Chinese Renovate Toilets and Mannerisms for Olympics

Beijing wants to put its best face forward during next months Olympic Games -- only tall, slim and pretty women need apply to become Olympic hostesses.

The women have learned atypical skills, such as how to apply makeup, how to walk with perfect poise and hand out bottled water with the utmost grace.

And citizens have been instructed on the proper way to cheer at sporting events so as not to offend discerning foreign fans.

China's preparations for the 2008 Olympic Games, which are set to begin Aug. 8, include initiatives to remove the buildup of algae on the Qingdao coastline and to restrict traffic to combat air pollution. In an attempt to present a perfect image as China hits the world stage, however, the focus has turned to citizens' mannerisms.

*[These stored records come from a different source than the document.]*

// ============================================================================
// Compilation
// ============================================================================

mod compilation {
    use super::*;

    fn rule(id: &str, effect: Effect, condition: Option<Condition>) -> Rule {
        Rule {
            id: id.to_string(),
            effect,
            target: Target::default(),
            condition,
        }
    }

    fn policy(id: &str, combining: Option<CombiningAlgorithm>, rules: Vec<Rule>) -> Policy {
        Policy {
            id: id.to_string(),
            target: Target::default(),
            combining,
            rules,
        }
    }

    fn set(id: &str, children: Vec<PolicyChild>) -> PolicySet {
        PolicySet {
            id: id.to_string(),
            target: Target::default(),
            combining: None,
            children,
        }
    }

    fn adults_policy(combining: Option<CombiningAlgorithm>) -> Policy {
        policy(
            "adults",
            combining,
            vec![
                rule(
                    "allow",
                    Effect::Permit,
                    Some(Condition::Match(Match::at_least("age", 18))),
                ),
                rule("deny", Effect::Deny, None),
            ],
        )
    }

    fn decide(pdp: &Pdp, age: i64) -> Decision {
        pdp.evaluate(&Request::new().with("age", age)).decision
    }

    #[test]
    fn test_default_algorithm_applies() {
        let deny_first = compile(adults_policy(None), &EngineConfig::default()).unwrap();
        assert_eq!(decide(&deny_first, 30), Decision::Deny);

        let config = EngineConfig::default()
            .with_default_policy_combining(CombiningAlgorithm::PermitOverrides);
        let permit_first = compile(adults_policy(None), &config).unwrap();
        assert_eq!(decide(&permit_first, 30), Decision::Permit);
        assert_eq!(decide(&permit_first, 10), Decision::Deny);
    }

    #[test]
    fn test_declared_algorithm_wins() {
        let config = EngineConfig::default()
            .with_default_policy_combining(CombiningAlgorithm::DenyOverrides);
        let pdp = compile(
            adults_policy(Some(CombiningAlgorithm::FirstApplicable)),
            &config,
        )
        .unwrap();
        assert_eq!(decide(&pdp, 30), Decision::Permit);
        assert_eq!(decide(&pdp, 17), Decision::Deny);
    }

    #[test]
    fn test_type_taken_from_bounds() {
        let pdp = compile(adults_policy(None), &EngineConfig::default()).unwrap();
        assert_eq!(pdp.mapper().data_type("age"), Some(DataType::Integer));
    }

    #[test]
    fn test_unbounded_match_needs_declaration() {
        let root = policy(
            "p",
            None,
            vec![rule(
                "r",
                Effect::Permit,
                Some(Condition::Match(Match::any("age"))),
            )],
        );

        let err = compile(root.clone(), &EngineConfig::default()).unwrap_err();
        assert!(matches!(err, PolicyError::Midd(MiddError::MissingType)));

        let mapper = AttributeMapper::with_declarations([("age", DataType::Integer)]).unwrap();
        let pdp = Pdp::with_mapper(&root.into(), None, mapper, EngineConfig::default()).unwrap();
        assert_eq!(decide(&pdp, 5), Decision::Permit);
    }

    #[test]
    fn test_bounds_of_different_kinds() {
        let root = policy(
            "p",
            None,
            vec![rule(
                "r",
                Effect::Permit,
                Some(Condition::Match(Match::between("age", 1, "ten"))),
            )],
        );
        assert!(matches!(
            compile(root, &EngineConfig::default()),
            Err(PolicyError::TypeMismatch { .. })
        ));
    }

    #[test]
    fn test_conflicting_match_types() {
        let root = policy(
            "p",
            None,
            vec![
                rule(
                    "by-name",
                    Effect::Permit,
                    Some(Condition::Match(Match::equals("id", "alice"))),
                ),
                rule(
                    "by-number",
                    Effect::Deny,
                    Some(Condition::Match(Match::at_least("id", 5))),
                ),
            ],
        );
        assert!(matches!(
            compile(root, &EngineConfig::default()),
            Err(PolicyError::TypeMismatch { .. })
        ));
    }

    #[test]
    fn test_never_applicable_rule_is_skipped() {
        let impossible = Condition::All(vec![
            Condition::Match(Match::equals("age", 1)),
            Condition::Match(Match::equals("age", 2)),
        ]);
        let root = policy(
            "p",
            Some(CombiningAlgorithm::FirstApplicable),
            vec![
                rule("impossible", Effect::Deny, Some(impossible)),
                rule(
                    "adult",
                    Effect::Permit,
                    Some(Condition::Match(Match::at_least("age", 18))),
                ),
            ],
        );

        let pdp = compile(root.clone(), &EngineConfig::default()).unwrap();
        assert_eq!(decide(&pdp, 1), Decision::NotApplicable);
        assert_eq!(decide(&pdp, 20), Decision::Permit);

        let strict = EngineConfig::default().with_skip_non_transformable(false);
        let err = compile(root, &strict).unwrap_err();
        assert!(err.is_non_transformable());
    }

    #[test]
    fn test_any_condition() {
        let either = Condition::Any(vec![
            Condition::Match(Match::at_most("age", 12)),
            Condition::Match(Match::at_least("age", 65)),
        ]);
        let root = policy("p", None, vec![rule("discount", Effect::Permit, Some(either))]);
        let pdp = compile(root, &EngineConfig::default()).unwrap();

        assert_eq!(decide(&pdp, 10), Decision::Permit);
        assert_eq!(decide(&pdp, 70), Decision::Permit);
        assert_eq!(decide(&pdp, 30), Decision::NotApplicable);
    }

    #[test]
    fn test_exclusive_bounds() {
        let teens = Match::between("age", 12, 20).exclusive_lower().exclusive_upper();
        let root = policy(
            "p",
            None,
            vec![rule("teen", Effect::Permit, Some(Condition::Match(teens)))],
        );
        let pdp = compile(root, &EngineConfig::default()).unwrap();

        assert_eq!(decide(&pdp, 12), Decision::NotApplicable);
        assert_eq!(decide(&pdp, 13), Decision::Permit);
        assert_eq!(decide(&pdp, 19), Decision::Permit);
        assert_eq!(decide(&pdp, 20), Decision::NotApplicable);
    }

    #[test]
    fn test_target_any_of_all_of() {
        let target = Target {
            any_of: vec![AnyOf {
                all_of: vec![
                    AllOf {
                        matches: vec![Match::equals("role", "doctor")],
                    },
                    AllOf {
                        matches: vec![
                            Match::equals("role", "nurse"),
                            Match::at_least("years", 5),
                        ],
                    },
                ],
            }],
        };
        let root = Policy {
            target,
            ..policy("p", None, vec![rule("allow", Effect::Permit, None)])
        };
        let pdp = compile(root, &EngineConfig::default()).unwrap();

        let ask = |role: &str, years: i64| {
            pdp.evaluate(&Request::new().with("role", role).with("years", years))
                .decision
        };
        assert_eq!(ask("doctor", 0), Decision::Permit);
        assert_eq!(ask("nurse", 6), Decision::Permit);
        assert_eq!(ask("nurse", 2), Decision::NotApplicable);
        assert_eq!(ask("porter", 10), Decision::NotApplicable);
    }

    #[test]
    fn test_never_applicable_target() {
        let root = Policy {
            target: Target::all([Match::equals("age", 1), Match::equals("age", 2)]),
            ..adults_policy(None)
        };
        let err = compile(root, &EngineConfig::default()).unwrap_err();
        assert!(err.is_non_transformable());
    }

    #[test]
    fn test_empty_policy_set() {
        let err = compile(set("empty", vec![]), &EngineConfig::default()).unwrap_err();
        assert!(matches!(err, PolicyError::EmptyPolicySet(id) if id == "empty"));
    }

    #[test]
    fn test_reference_without_finder_is_skipped() {
        let root = set(
            "s",
            vec![
                PolicyChild::Reference("elsewhere".to_string()),
                adults_policy(Some(CombiningAlgorithm::FirstApplicable)).into(),
            ],
        );
        let pdp = compile(root, &EngineConfig::default()).unwrap();
        assert_eq!(decide(&pdp, 20), Decision::Permit);
    }

    #[test]
    fn test_only_unresolved_references() {
        let root = set("s", vec![PolicyChild::Reference("elsewhere".to_string())]);
        let err = compile(root, &EngineConfig::default()).unwrap_err();
        assert!(err.is_non_transformable());
    }

    #[test]
    fn test_reference_through_finder() {
        let finder: InMemoryPolicyFinder =
            [PolicyChild::from(adults_policy(Some(CombiningAlgorithm::FirstApplicable)))]
                .into_iter()
                .collect();
        let root = set("s", vec![PolicyChild::Reference("adults".to_string())]);
        let pdp = Pdp::new(&root.into(), Some(&finder), EngineConfig::default()).unwrap();
        assert_eq!(decide(&pdp, 20), Decision::Permit);
        assert_eq!(decide(&pdp, 2), Decision::Deny);
    }

    #[test]
    fn test_reference_cycle() {
        let document = PolicyDocument::from_yaml_str(CYCLE_YAML).unwrap();
        let err = Pdp::from_document(&document, EngineConfig::default()).unwrap_err();
        assert!(matches!(err, PolicyError::Parse(message) if message.contains("loop")));
    }

    #[test]
    fn test_compiler_shares_nodes() {
        let mut mapper = AttributeMapper::new();
        let config = EngineConfig::default();
        let mut compiler = PolicyCompiler::new(&mut mapper, None, &config.compile);

        let first = compiler
            .compile_condition(&Condition::Match(Match::at_least("age", 18)))
            .unwrap();
        let second = compiler
            .compile_target(&Target::all([Match::at_least("age", 18)]))
            .unwrap();
        assert_eq!(first, second);
    }
}
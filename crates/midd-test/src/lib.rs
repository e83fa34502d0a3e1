//! Shared test fixtures for MIDD crates.
//!
//! This crate depends on `midd-core` only, so every other crate can take
//! it as a dev-dependency without a cycle.
//!
//! - [`intervals`] - interval shorthands and a value grid
//! - [`diagrams`] - small hand-built diagrams with known decisions
//! - [`requests`] - assignment builders
//! - [`policies`] - policy documents as YAML and TOML text
//!
//! # Usage
//!
//! ```toml
//! [dev-dependencies]
//! midd-test = { workspace = true }
//! ```

pub mod diagrams;
pub mod intervals;
pub mod policies;
pub mod requests;

pub use diagrams::{single_variable, two_variable, Fixture};
pub use intervals::{closed, closed_open, grid, open_closed};
pub use requests::{request, request_with_missing};
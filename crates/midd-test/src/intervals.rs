//! Interval shorthands.
//!
//! All helpers panic on invalid bounds; they are meant for literals in
//! tests.

use midd_core::Interval;

/// `[lo, hi]`
pub fn closed(lo: i64, hi: i64) -> Interval<i64> {
    Interval::closed(lo, hi).expect("valid closed interval")
}

/// `(lo, hi]`
pub fn open_closed(lo: i64, hi: i64) -> Interval<i64> {
    Interval::open_closed(lo, hi).expect("valid open-closed interval")
}

/// `[lo, hi)`
pub fn closed_open(lo: i64, hi: i64) -> Interval<i64> {
    Interval::closed_open(lo, hi).expect("valid closed-open interval")
}

/// Integer values around the bounds the engine tests use.
pub fn grid() -> impl Iterator<Item = i64> + Clone {
    -3..=23
}
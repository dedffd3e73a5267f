//! The query harness: one GET per call, response handed back untouched.

pub mod forecast;
pub mod search;

use tracing::debug;

use crate::config::HarnessConfig;
use crate::http::{ApiResponse, HttpClient, QueryRequest, ReqwestClient};
use crate::models::error::HarnessError;

pub(crate) const SEARCH_PATH: &str = "api/location/search/";
pub(crate) const JSON_CONTENT_TYPE: &str = "application/json";

/// Client for the `MetaWeather` location API.
///
/// Stateless apart from the base URL: every method issues exactly one
/// request, except [`MetaWeather::resolve_identifier`] which issues one
/// search.
pub struct MetaWeather<C = ReqwestClient> {
    config: HarnessConfig,
    client: C,
}

impl MetaWeather<ReqwestClient> {
    /// Harness against the endpoint named by the environment.
    ///
    /// # Errors
    ///
    /// Returns [`HarnessError::Config`] if `METAWEATHER_BASE_URL` is invalid.
    pub fn from_env() -> Result<Self, HarnessError> {
        Ok(Self::new(HarnessConfig::from_env()?, ReqwestClient::default()))
    }

    /// Harness against `base_url`, e.g. a mock server.
    ///
    /// # Errors
    ///
    /// Returns [`HarnessError::Config`] if `base_url` is invalid.
    pub fn with_base_url(base_url: &str) -> Result<Self, HarnessError> {
        Ok(Self::new(HarnessConfig::new(base_url)?, ReqwestClient::default()))
    }
}

impl<C: HttpClient> MetaWeather<C> {
    #[must_use]
    pub const fn new(config: HarnessConfig, client: C) -> Self {
        Self { config, client }
    }

    /// Sends `request` as is.
    ///
    /// # Errors
    ///
    /// Returns [`HarnessError::Transport`] on network failure. Any HTTP status
    /// is a successful return.
    pub async fn get(&self, request: &QueryRequest) -> Result<ApiResponse, HarnessError> {
        debug!(path = %request.path, query = ?request.query, "Issuing request");
        self.client.get(self.config.base_url(), request).await
    }
}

There are a whole bunch of new "no-no's" -- new, at least, for many Chinese.

Spitting on the streets, which is practically a national pastime, is punishable by a $7 fine. Smoking, also popular, has become more regulated. And restaurants, mainly those that cater to foreigners, are required to offer nonsmoking sections, which is not easy to enforce.

Unlike the conventional police who fight crime, new politeness police bark orders to line up at bus stops. The idea of a queue is very foreign in China.

On the packed Chinese subways, there is typically an inordinate amount of pushing and shoving, even more than by New York City standards. The concept of letting people get off the subway, before getting on, is relatively new.

Zheng Mojie, the deputy director of the Beijing Civilization Office, who has become the "Miss Manners" of Beijing, said the focus on politeness and order is essential.

"When you have a visitor, you need to clean your house," Mojie said.

The Chinese have embarked on a major housekeeping project, investing $57 million in renovation projects and the construction of more than 5,000 public restrooms -- once the bane of foreign tourists.

"It used to be you'd find the nearest public toilet simply by the smell," Mojie said. "Now you actually need a sign."

Ma Kangping, who oversaw the toilet upgrades, is "flush" with pride over the end result of shining stalls.

Besides being new and clean, the bathrooms themselves are infused with Chinese character and stunning architectural touches. The renovated toilets near the Forbidden City and other historical sites are among the top-rated in Beijing.

But while the renovations have been successful, they are far from perfect. "Squatty potties," as they are called by locals, are still abundant. Even washrooms with Western-style toilets don't always offer an important accompaniment: toilet paper.

Cynthia Serrells, an American living in China, offered some advice for foreign tourists visiting for the Games. "Well, it's kind of like going in the woods, but you are in the bathroom," she said. "So just take paper -- always take paper with you."

The makeover does not stop with the toilets. The government is pushing citizens of Beijing to learn at least a little bit of English. From cabdrivers to waitresses, in the service industry, everyone is practicing "Welcome to Beijing."

Thousands of Olympic volunteers are taking classes to learn English. In one class, they enact everyday conversations and ask questions like "Where are you from?" to Chinese ladies, dressed up as foreigners in red wigs and sunglasses.

In addition to these largely cosmetic preparations, a 100,000-strong, anti-terrorism force has been trained to guard the Games. Its members practice using automatic weapons, learn how to combat hijacking scenarios and how to break down doors and detain perpetrators.

Surface-to-air missiles are stationed near the Olympic stadium. Aggressive air pollution controls include shutting down hundreds of area factories and drastically limiting the number of vehicles on the road. During the Olympics, cars with even-numbered license plates will drive on one day, and those with odd plates will drive on the next.

And if need be, government will control the weather. Using a method called "cloud seeding," which uses rockets to shoot chemicals at clouds, officials can manipulate the weather to make rain to clear out smog.

In China's pursuit to host the best Olympics in history, the sky is literally the limit.